TASK GOAL: Using the records below, give the number of lines where the word "PaymentSummary" appears, with no further output.

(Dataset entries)
########################################
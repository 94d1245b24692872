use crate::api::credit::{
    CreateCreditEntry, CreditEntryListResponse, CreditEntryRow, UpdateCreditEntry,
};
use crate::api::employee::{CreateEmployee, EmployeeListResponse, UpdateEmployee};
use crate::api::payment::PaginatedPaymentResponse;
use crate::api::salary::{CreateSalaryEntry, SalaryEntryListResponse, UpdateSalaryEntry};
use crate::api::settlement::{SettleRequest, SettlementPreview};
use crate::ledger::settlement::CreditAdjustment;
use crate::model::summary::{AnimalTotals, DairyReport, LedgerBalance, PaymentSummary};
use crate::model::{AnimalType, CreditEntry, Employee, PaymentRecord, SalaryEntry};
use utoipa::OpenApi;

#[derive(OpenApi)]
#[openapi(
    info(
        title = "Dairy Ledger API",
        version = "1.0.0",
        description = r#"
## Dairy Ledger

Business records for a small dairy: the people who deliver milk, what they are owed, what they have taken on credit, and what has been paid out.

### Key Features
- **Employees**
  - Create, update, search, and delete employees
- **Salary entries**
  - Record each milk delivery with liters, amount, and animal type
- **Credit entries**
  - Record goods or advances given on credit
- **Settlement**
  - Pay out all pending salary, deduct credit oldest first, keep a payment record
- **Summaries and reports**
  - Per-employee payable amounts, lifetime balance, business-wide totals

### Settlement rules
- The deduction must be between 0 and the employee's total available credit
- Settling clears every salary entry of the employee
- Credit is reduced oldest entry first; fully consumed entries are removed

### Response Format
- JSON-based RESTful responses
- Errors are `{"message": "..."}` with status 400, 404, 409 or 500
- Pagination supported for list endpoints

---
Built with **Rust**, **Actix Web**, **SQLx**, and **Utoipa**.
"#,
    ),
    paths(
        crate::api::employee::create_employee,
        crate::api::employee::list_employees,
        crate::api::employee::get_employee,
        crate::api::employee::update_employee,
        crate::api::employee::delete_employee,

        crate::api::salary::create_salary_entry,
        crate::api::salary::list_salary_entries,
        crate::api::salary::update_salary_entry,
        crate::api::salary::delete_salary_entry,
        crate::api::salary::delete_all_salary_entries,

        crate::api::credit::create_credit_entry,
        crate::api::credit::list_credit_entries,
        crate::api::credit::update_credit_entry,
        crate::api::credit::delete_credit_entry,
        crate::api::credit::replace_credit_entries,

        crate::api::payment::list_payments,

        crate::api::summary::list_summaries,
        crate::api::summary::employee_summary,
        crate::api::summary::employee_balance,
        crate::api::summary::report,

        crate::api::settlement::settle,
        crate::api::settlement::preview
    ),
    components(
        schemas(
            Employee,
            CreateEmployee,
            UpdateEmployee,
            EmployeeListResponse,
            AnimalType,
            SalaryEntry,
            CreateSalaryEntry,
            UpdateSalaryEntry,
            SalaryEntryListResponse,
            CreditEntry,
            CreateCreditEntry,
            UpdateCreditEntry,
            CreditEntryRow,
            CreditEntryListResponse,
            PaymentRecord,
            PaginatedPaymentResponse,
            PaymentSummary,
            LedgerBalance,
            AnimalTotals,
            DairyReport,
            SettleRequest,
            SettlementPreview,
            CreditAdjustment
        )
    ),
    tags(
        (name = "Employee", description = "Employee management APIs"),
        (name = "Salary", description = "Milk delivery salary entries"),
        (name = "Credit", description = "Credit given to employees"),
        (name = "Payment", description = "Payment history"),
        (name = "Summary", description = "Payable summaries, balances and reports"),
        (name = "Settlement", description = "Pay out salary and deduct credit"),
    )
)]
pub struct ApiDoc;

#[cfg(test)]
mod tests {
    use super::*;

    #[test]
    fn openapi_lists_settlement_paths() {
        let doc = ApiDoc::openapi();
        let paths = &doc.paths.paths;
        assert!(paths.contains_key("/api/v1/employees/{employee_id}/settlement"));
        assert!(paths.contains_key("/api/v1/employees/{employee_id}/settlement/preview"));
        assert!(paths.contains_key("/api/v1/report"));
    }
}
########################################
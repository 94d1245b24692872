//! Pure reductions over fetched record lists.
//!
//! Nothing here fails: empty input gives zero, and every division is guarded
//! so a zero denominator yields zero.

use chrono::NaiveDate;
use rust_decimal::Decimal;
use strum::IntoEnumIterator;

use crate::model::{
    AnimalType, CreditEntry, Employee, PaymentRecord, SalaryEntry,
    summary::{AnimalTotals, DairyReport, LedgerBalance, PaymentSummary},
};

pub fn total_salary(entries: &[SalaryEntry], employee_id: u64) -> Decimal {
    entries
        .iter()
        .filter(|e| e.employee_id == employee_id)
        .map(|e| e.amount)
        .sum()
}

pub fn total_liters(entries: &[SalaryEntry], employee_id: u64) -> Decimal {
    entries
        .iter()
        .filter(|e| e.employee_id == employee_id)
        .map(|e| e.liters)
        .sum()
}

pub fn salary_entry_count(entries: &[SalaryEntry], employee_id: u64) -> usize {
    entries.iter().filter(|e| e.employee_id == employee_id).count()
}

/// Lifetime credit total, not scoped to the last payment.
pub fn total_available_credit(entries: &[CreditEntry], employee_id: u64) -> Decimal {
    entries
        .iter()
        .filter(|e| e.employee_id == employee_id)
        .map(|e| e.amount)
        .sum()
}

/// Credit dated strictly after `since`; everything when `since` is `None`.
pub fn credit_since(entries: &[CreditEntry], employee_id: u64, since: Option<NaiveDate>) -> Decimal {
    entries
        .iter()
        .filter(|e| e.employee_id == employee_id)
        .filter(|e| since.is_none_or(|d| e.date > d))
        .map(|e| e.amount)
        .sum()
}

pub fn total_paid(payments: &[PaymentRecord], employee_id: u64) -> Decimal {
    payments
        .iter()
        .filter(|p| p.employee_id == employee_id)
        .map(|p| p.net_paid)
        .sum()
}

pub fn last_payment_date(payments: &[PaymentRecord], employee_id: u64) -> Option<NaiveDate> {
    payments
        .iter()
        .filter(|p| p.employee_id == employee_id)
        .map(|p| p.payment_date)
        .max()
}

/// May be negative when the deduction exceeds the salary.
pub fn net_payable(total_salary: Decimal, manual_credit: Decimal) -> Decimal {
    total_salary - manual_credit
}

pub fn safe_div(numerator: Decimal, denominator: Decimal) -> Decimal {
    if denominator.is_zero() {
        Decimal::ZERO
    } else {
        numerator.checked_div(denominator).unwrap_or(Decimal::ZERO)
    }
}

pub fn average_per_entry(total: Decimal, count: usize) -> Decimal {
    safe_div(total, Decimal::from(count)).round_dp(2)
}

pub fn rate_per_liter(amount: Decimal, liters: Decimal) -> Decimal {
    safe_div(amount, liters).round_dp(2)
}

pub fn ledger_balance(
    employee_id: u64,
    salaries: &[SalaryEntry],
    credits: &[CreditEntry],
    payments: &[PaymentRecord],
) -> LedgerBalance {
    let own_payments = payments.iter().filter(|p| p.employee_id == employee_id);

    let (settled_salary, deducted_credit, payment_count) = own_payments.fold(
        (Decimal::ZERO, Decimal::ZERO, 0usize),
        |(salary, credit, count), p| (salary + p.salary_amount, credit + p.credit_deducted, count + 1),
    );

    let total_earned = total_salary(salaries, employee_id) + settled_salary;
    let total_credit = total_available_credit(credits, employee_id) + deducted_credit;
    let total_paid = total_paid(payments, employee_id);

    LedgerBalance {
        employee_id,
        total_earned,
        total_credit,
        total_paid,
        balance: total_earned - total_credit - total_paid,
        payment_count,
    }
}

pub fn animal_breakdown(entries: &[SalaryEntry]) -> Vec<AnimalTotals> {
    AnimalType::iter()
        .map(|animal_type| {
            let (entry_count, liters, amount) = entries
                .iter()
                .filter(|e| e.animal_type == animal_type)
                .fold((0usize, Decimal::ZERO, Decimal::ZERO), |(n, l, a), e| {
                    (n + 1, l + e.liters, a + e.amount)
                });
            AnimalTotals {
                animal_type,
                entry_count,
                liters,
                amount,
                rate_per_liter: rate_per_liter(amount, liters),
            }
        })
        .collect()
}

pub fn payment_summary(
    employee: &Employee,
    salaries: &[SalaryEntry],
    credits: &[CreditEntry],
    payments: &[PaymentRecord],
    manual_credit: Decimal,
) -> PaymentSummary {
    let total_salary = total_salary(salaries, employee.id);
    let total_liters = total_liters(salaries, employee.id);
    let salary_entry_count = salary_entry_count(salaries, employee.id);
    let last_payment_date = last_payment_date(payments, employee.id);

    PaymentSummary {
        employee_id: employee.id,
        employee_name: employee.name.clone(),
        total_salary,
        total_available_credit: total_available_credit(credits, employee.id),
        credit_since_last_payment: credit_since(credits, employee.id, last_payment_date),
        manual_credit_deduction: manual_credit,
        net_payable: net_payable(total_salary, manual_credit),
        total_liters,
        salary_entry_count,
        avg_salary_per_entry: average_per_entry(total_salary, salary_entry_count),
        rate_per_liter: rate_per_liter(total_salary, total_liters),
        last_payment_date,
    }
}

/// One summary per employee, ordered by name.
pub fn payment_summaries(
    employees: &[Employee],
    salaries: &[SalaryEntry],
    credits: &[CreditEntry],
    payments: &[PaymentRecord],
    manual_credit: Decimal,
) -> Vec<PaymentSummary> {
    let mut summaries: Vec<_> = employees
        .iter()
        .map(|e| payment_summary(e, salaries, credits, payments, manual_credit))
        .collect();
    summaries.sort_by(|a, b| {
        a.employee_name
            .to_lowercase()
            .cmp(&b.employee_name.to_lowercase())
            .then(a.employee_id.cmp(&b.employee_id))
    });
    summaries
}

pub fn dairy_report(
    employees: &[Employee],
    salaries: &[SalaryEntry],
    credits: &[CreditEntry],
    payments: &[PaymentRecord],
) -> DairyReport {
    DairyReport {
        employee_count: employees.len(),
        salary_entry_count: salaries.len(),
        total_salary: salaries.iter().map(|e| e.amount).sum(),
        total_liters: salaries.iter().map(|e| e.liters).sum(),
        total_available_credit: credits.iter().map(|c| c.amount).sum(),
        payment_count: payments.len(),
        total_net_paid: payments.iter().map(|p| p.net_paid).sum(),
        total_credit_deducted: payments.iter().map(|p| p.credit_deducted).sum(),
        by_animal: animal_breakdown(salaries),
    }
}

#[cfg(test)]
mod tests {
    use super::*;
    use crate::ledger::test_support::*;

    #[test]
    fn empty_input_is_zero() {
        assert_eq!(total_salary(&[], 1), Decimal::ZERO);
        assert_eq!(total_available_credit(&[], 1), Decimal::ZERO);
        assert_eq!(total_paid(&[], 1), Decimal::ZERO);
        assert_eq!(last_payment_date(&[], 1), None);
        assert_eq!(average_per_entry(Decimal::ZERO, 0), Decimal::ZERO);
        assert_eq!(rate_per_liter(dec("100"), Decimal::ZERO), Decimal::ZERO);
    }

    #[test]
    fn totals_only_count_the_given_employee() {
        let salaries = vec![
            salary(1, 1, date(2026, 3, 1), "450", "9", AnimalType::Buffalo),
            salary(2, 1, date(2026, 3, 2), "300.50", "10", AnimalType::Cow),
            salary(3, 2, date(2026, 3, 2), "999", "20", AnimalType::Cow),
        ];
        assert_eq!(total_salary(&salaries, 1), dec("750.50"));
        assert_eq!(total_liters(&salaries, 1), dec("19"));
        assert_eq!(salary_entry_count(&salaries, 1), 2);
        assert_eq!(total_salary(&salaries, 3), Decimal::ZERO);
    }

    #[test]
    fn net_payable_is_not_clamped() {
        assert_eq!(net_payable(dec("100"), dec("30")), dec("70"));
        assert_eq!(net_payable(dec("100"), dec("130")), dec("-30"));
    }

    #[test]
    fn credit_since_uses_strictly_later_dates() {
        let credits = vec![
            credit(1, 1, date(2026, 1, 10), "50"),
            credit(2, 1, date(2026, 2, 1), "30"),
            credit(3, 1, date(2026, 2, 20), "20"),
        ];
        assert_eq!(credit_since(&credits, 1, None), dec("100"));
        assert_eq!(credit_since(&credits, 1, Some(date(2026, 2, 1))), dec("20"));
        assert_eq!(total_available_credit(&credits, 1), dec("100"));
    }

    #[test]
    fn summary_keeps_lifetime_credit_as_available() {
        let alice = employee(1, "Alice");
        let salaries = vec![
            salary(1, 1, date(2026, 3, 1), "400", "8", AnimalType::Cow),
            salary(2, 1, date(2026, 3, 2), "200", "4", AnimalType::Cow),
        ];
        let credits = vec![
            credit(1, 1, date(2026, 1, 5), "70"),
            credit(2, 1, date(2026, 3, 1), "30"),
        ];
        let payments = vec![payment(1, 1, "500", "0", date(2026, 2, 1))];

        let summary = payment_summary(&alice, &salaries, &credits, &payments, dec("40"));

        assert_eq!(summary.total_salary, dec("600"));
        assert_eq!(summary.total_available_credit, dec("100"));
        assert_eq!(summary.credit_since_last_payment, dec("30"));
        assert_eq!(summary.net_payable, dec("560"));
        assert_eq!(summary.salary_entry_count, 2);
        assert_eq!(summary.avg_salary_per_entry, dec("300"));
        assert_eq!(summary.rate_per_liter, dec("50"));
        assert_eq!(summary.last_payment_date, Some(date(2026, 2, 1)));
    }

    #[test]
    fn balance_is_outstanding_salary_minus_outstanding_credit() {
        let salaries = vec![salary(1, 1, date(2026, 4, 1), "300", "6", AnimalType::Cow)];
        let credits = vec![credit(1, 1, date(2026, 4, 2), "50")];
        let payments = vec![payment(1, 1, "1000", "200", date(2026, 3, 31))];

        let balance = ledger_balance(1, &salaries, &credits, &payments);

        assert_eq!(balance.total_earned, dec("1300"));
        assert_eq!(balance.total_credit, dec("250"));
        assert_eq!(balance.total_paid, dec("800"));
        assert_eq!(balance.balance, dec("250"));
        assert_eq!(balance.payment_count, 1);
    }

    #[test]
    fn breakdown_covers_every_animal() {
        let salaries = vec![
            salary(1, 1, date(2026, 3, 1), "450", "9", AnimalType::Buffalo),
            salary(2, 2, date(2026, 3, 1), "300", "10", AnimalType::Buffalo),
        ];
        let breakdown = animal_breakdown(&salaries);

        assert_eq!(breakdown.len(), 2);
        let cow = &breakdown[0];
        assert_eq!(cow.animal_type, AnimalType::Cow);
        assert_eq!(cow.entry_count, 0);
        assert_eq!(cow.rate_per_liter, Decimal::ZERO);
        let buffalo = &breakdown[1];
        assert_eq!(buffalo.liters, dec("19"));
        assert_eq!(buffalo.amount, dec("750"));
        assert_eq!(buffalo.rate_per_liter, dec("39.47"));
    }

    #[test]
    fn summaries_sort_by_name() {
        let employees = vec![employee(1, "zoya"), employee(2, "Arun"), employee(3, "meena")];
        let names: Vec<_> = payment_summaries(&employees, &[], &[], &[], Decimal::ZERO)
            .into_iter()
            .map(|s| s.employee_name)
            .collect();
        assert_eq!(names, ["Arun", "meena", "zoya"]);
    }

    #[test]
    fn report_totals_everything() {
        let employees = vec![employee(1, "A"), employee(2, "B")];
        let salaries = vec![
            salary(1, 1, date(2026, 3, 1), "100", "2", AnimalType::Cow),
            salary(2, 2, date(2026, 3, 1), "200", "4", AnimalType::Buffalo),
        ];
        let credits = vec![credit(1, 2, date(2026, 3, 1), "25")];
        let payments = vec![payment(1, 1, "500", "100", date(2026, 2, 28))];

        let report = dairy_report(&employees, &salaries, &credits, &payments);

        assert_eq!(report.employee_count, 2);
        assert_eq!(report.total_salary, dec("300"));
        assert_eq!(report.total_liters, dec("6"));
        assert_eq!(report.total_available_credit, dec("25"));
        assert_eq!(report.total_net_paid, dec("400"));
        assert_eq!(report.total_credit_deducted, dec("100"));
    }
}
########################################
RESPONSE TO THIS TASK: 6